The input
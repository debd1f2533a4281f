//! Registry Dashboard Main Application
//! Main window with control panel and chart viewer.

use crate::gui::{ChartViewer, ControlPanel, ControlPanelAction};
use egui::SidePanel;
use registry_dashboard::charts::{DashboardCharts, StaticChartRenderer};
use registry_dashboard::{DashboardConfig, DashboardError, Session};
use std::fs::File;
use std::path::{Path, PathBuf};
use tracing::{error, info};

const PNG_WIDTH: u32 = 1400;
const PNG_HEIGHT: u32 = 900;

/// Main application window. Owns at most one session at a time.
pub struct DashboardApp {
    config: DashboardConfig,
    session: Option<Session>,
    control_panel: ControlPanel,
    chart_viewer: ChartViewer,
}

impl DashboardApp {
    pub fn new(_cc: &eframe::CreationContext<'_>, config: DashboardConfig) -> Self {
        let mut app = Self {
            control_panel: ControlPanel::new(config.top_n),
            chart_viewer: ChartViewer::new(),
            session: None,
            config,
        };
        let result = Session::open_default(&app.config);
        app.install_session(result);
        app
    }

    /// Replace the current session with a load result, reporting failures in the status line.
    fn install_session(&mut self, result: Result<Session, DashboardError>) {
        match result {
            Ok(session) => {
                let regions: Vec<String> = session.regions().into_iter().map(str::to_string).collect();
                let status = format!("Loaded {} regions", regions.len());
                self.control_panel
                    .update_regions(regions, session.source().to_string());
                self.control_panel.set_status(&status);
                self.session = Some(session);
            }
            Err(e) => {
                error!(error = %e, "failed to load dataset");
                self.session = None;
                self.control_panel.clear_data();
                self.control_panel.set_status(&format!("Error: {}", e));
            }
        }
    }

    /// Handle CSV upload; the new dataset replaces the old one wholesale.
    fn handle_upload(&mut self) {
        let Some(path) = rfd::FileDialog::new()
            .add_filter("CSV Files", &["csv"])
            .pick_file()
        else {
            return; // User cancelled
        };

        let result = Self::open_upload(&self.config, &path);
        self.install_session(result);
    }

    fn open_upload(config: &DashboardConfig, path: &Path) -> Result<Session, DashboardError> {
        let file = File::open(path).map_err(|source| DashboardError::Io {
            path: path.to_path_buf(),
            source,
        })?;
        let name = path
            .file_name()
            .map(|n| n.to_string_lossy().to_string())
            .unwrap_or_else(|| path.display().to_string());
        Session::open_upload(config, Some((name.as_str(), file)))
    }

    fn current_charts(&self) -> Option<DashboardCharts> {
        let settings = &self.control_panel.settings;
        self.session
            .as_ref()
            .map(|s| DashboardCharts::build(s, &settings.region, &settings.sort))
    }

    /// Export the table in the selected sort order as UTF-8 CSV.
    fn handle_export_csv(&mut self) {
        let Some(session) = &self.session else {
            self.control_panel.set_status("No data to export");
            return;
        };

        let Some(path) = rfd::FileDialog::new()
            .add_filter("CSV Files", &["csv"])
            .set_file_name("registry_export.csv")
            .save_file()
        else {
            return;
        };

        let sort = &self.control_panel.settings.sort;
        let rows = session.sorted_by(sort.field, sort.ascending);
        match session.export_csv_file(&rows, &path) {
            Ok(()) => self
                .control_panel
                .set_status(&format!("Exported {} rows to {}", rows.len(), path.display())),
            Err(e) => self.control_panel.set_status(&format!("Error: {}", e)),
        }
    }

    /// Render every non-empty chart to PNG in a chosen folder, then open the folder.
    fn handle_export_png(&mut self) {
        let Some(charts) = self.current_charts() else {
            self.control_panel.set_status("No charts to export");
            return;
        };

        let Some(dir) = rfd::FileDialog::new().pick_folder() else {
            return;
        };

        let mut written: Vec<PathBuf> = Vec::new();
        for spec in charts.charts() {
            if spec.is_empty() {
                continue;
            }
            let path = dir.join(format!("{}.png", spec.id()));
            if let Err(e) = StaticChartRenderer::render_png(spec, &path, PNG_WIDTH, PNG_HEIGHT) {
                self.control_panel
                    .set_status(&format!("Error: rendering {}: {}", spec.id(), e));
                return;
            }
            written.push(path);
        }

        info!(count = written.len(), dir = %dir.display(), "exported chart images");
        self.control_panel
            .set_status(&format!("Exported {} charts to {}", written.len(), dir.display()));
        if let Err(e) = open::that(&dir) {
            error!(error = %e, "failed to open export folder");
        }
    }
}

impl eframe::App for DashboardApp {
    fn update(&mut self, ctx: &egui::Context, _frame: &mut eframe::Frame) {
        // Left panel - Control Panel
        SidePanel::left("control_panel")
            .min_width(300.0)
            .max_width(350.0)
            .show(ctx, |ui| {
                egui::ScrollArea::vertical().show(ui, |ui| {
                    match self.control_panel.show(ui) {
                        ControlPanelAction::UploadCsv => self.handle_upload(),
                        ControlPanelAction::ExportCsv => self.handle_export_csv(),
                        ControlPanelAction::ExportPng => self.handle_export_png(),
                        ControlPanelAction::None => {}
                    }
                });
            });

        // Views are recomputed from the session on every frame
        let charts = self.current_charts();

        // Central panel - Chart Viewer
        egui::CentralPanel::default().show(ctx, |ui| {
            self.chart_viewer.show(ui, charts.as_ref());
        });
    }
}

Problem statement
Nothing in the entries above may be left out; retype them all exactly.

Solution
repository debd1f2533a4281f
//! Registry Dashboard Main Application
//! Main window with control panel and chart viewer.

use crate::gui::{ChartViewer, ControlPanel, ControlPanelAction};
use egui::SidePanel;
use registry_dashboard::charts::{DashboardCharts, StaticChartRenderer};
use registry_dashboard::{DashboardConfig, DashboardError, Session};
use std::fs::File;
use std::path::{Path, PathBuf};
use tracing::{error, info};

const PNG_WIDTH: u32 = 1400;
const PNG_HEIGHT: u32 = 900;

/// Main application window. Owns at most one session at a time.
pub struct DashboardApp {
    config: DashboardConfig,
    session: Option<Session>,
    control_panel: ControlPanel,
    chart_viewer: ChartViewer,
}

impl DashboardApp {
    pub fn new(_cc: &eframe::CreationContext<'_>, config: DashboardConfig) -> Self {
        let mut app = Self {
            control_panel: ControlPanel::new(config.top_n),
            chart_viewer: ChartViewer::new(),
            session: None,
            config,
        };
        let result = Session::open_default(&app.config);
        app.install_session(result);
        app
    }

    /// Replace the current session with a load result, reporting failures in the status line.
    fn install_session(&mut self, result: Result<Session, DashboardError>) {
        match result {
            Ok(session) => {
                let regions: Vec<String> = session.regions().into_iter().map(str::to_string).collect();
                let status = format!("Loaded {} regions", regions.len());
                self.control_panel
                    .update_regions(regions, session.source().to_string());
                self.control_panel.set_status(&status);
                self.session = Some(session);
            }
            Err(e) => {
                error!(error = %e, "failed to load dataset");
                self.session = None;
                self.control_panel.clear_data();
                self.control_panel.set_status(&format!("Error: {}", e));
            }
        }
    }

    /// Handle CSV upload; the new dataset replaces the old one wholesale.
    fn handle_upload(&mut self) {
        let Some(path) = rfd::FileDialog::new()
            .add_filter("CSV Files", &["csv"])
            .pick_file()
        else {
            return; // User cancelled
        };

        let result = Self::open_upload(&self.config, &path);
        self.install_session(result);
    }

    fn open_upload(config: &DashboardConfig, path: &Path) -> Result<Session, DashboardError> {
        let file = File::open(path).map_err(|source| DashboardError::Io {
            path: path.to_path_buf(),
            source,
        })?;
        let name = path
            .file_name()
            .map(|n| n.to_string_lossy().to_string())
            .unwrap_or_else(|| path.display().to_string());
        Session::open_upload(config, Some((name.as_str(), file)))
    }

    fn current_charts(&self) -> Option<DashboardCharts> {
        let settings = &self.control_panel.settings;
        self.session
            .as_ref()
            .map(|s| DashboardCharts::build(s, &settings.region, &settings.sort))
    }

    /// Export the table in the selected sort order as UTF-8 CSV.
    fn handle_export_csv(&mut self) {
        let Some(session) = &self.session else {
            self.control_panel.set_status("No data to export");
            return;
        };

        let Some(path) = rfd::FileDialog::new()
            .add_filter("CSV Files", &["csv"])
            .set_file_name("registry_export.csv")
            .save_file()
        else {
            return;
        };

        let sort = &self.control_panel.settings.sort;
        let rows = session.sorted_by(sort.field, sort.ascending);
        match session.export_csv_file(&rows, &path) {
            Ok(()) => self
                .control_panel
                .set_status(&format!("Exported {} rows to {}", rows.len(), path.display())),
            Err(e) => self.control_panel.set_status(&format!("Error: {}", e)),
        }
    }

    /// Render every non-empty chart to PNG in a chosen folder, then open the folder.
    fn handle_export_png(&mut self) {
        let Some(charts) = self.current_charts() else {
            self.control_panel.set_status("No charts to export");
            return;
        };

        let Some(dir) = rfd::FileDialog::new().pick_folder() else {
            return;
        };

        let mut written: Vec<PathBuf> = Vec::new();
        for spec in charts.charts() {
            if spec.is_empty() {
                continue;
            }
            let path = dir.join(format!("{}.png", spec.id()));
            if let Err(e) = StaticChartRenderer::render_png(spec, &path, PNG_WIDTH, PNG_HEIGHT) {
                self.control_panel
                    .set_status(&format!("Error: rendering {}: {}", spec.id(), e));
                return;
            }
            written.push(path);
        }

        info!(count = written.len(), dir = %dir.display(), "exported chart images");
        self.control_panel
            .set_status(&format!("Exported {} charts to {}", written.len(), dir.display()));
        if let Err(e) = open::that(&dir) {
            error!(error = %e, "failed to open export folder");
        }
    }
}

impl eframe::App for DashboardApp {
    fn update(&mut self, ctx: &egui::Context, _frame: &mut eframe::Frame) {
        // Left panel - Control Panel
        SidePanel::left("control_panel")
            .min_width(300.0)
            .max_width(350.0)
            .show(ctx, |ui| {
                egui::ScrollArea::vertical().show(ui, |ui| {
                    match self.control_panel.show(ui) {
                        ControlPanelAction::UploadCsv => self.handle_upload(),
                        ControlPanelAction::ExportCsv => self.handle_export_csv(),
                        ControlPanelAction::ExportPng => self.handle_export_png(),
                        ControlPanelAction::None => {}
                    }
                });
            });

        // Views are recomputed from the session on every frame
        let charts = self.current_charts();

        // Central panel - Chart Viewer
        egui::CentralPanel::default().show(ctx, |ui| {
            self.chart_viewer.show(ui, charts.as_ref());
        });
    }
}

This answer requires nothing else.